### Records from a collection
[Start of section]

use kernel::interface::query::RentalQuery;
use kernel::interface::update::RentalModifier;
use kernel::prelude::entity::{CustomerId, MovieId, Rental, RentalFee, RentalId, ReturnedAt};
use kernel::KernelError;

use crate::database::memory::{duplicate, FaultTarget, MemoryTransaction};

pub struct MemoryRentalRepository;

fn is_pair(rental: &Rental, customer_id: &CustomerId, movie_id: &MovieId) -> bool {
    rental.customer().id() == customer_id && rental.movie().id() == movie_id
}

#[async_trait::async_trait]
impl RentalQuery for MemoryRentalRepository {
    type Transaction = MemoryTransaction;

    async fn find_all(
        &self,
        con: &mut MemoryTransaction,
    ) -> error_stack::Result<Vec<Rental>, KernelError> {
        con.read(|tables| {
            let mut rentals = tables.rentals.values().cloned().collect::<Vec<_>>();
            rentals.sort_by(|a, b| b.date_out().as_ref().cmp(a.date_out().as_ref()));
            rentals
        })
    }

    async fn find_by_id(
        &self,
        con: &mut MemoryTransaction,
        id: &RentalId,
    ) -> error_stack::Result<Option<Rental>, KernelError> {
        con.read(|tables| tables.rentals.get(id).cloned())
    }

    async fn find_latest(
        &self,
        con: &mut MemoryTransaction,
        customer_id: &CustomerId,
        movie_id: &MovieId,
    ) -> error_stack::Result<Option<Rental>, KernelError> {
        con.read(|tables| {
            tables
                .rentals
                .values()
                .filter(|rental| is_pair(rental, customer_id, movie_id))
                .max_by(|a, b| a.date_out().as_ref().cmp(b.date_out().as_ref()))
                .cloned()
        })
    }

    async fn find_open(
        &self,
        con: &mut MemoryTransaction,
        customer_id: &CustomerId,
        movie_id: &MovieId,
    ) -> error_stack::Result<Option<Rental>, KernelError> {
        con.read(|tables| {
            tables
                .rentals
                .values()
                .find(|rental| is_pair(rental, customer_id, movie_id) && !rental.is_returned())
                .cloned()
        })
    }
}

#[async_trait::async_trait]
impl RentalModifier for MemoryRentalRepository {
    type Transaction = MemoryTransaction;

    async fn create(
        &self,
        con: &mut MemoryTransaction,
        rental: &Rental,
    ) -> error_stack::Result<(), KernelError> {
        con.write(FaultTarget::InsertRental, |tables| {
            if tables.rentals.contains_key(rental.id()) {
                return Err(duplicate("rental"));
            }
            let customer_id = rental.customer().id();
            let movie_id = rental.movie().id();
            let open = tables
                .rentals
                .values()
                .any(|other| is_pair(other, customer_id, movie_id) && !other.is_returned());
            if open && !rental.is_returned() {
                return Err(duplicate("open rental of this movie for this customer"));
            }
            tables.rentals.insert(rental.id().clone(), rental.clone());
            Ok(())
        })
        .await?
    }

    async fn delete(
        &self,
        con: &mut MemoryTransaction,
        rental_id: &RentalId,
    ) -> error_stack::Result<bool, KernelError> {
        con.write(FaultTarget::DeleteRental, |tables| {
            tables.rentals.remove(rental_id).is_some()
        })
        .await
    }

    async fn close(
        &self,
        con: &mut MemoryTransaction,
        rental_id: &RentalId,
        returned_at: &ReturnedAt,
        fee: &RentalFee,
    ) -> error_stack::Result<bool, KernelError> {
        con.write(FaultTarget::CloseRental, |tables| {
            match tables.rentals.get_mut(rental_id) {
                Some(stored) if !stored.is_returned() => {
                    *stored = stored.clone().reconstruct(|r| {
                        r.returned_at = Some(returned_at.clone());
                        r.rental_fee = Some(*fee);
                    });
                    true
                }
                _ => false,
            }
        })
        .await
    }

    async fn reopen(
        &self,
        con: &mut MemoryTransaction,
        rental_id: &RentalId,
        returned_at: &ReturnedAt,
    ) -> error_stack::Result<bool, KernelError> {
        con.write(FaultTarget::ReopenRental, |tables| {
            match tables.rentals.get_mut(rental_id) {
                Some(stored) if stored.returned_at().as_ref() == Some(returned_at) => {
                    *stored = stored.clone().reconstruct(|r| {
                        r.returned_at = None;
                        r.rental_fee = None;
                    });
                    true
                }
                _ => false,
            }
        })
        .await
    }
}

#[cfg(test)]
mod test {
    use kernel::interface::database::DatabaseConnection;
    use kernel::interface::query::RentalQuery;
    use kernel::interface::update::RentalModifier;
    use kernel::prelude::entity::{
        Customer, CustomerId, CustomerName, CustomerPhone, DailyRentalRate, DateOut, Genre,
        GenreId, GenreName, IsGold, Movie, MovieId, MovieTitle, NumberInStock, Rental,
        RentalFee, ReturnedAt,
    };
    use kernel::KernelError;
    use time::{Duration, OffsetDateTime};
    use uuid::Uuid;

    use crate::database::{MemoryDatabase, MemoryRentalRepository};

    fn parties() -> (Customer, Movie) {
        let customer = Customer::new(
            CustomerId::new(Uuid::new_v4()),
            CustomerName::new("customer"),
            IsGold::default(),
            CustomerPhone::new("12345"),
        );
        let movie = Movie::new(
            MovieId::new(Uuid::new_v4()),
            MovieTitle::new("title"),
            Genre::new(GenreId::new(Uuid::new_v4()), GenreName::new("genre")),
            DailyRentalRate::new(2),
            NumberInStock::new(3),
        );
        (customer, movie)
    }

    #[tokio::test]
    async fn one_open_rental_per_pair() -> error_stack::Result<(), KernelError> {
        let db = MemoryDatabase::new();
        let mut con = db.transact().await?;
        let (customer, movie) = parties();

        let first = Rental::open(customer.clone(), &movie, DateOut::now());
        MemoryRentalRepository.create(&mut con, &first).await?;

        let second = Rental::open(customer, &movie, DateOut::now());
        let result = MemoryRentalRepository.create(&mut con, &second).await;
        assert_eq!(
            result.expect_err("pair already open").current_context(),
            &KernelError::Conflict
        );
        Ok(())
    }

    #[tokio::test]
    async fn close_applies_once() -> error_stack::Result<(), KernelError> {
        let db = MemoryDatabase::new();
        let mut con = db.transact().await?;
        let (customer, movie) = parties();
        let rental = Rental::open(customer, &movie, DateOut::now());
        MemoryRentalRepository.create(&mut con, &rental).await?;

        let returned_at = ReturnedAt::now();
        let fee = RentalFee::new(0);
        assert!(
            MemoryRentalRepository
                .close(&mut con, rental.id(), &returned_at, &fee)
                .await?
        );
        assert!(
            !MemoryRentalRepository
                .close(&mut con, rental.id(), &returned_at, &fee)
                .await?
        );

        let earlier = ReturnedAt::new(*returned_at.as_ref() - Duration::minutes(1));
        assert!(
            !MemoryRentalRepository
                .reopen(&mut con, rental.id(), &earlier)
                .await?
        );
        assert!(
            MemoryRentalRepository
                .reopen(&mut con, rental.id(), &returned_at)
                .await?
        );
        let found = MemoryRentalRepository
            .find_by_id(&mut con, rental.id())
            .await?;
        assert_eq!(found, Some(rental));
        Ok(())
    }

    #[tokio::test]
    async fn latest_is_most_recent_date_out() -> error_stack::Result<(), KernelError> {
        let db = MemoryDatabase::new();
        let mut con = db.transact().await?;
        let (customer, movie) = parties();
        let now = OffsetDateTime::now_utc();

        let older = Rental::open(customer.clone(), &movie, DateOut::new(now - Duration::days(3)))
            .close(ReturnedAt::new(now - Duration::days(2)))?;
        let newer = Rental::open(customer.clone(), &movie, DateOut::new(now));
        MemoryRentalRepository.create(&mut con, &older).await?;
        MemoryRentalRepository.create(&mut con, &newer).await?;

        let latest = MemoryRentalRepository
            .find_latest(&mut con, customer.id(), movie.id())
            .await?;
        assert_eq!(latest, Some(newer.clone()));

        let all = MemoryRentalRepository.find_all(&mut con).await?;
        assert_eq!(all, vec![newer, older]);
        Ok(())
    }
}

[End of section]

### WHAT YOU NEED TO DO
Count the lines in the entries above where the string "MovieTitle" shows up, and give that number only.

### RESPONSE TO THIS EXERCISE
2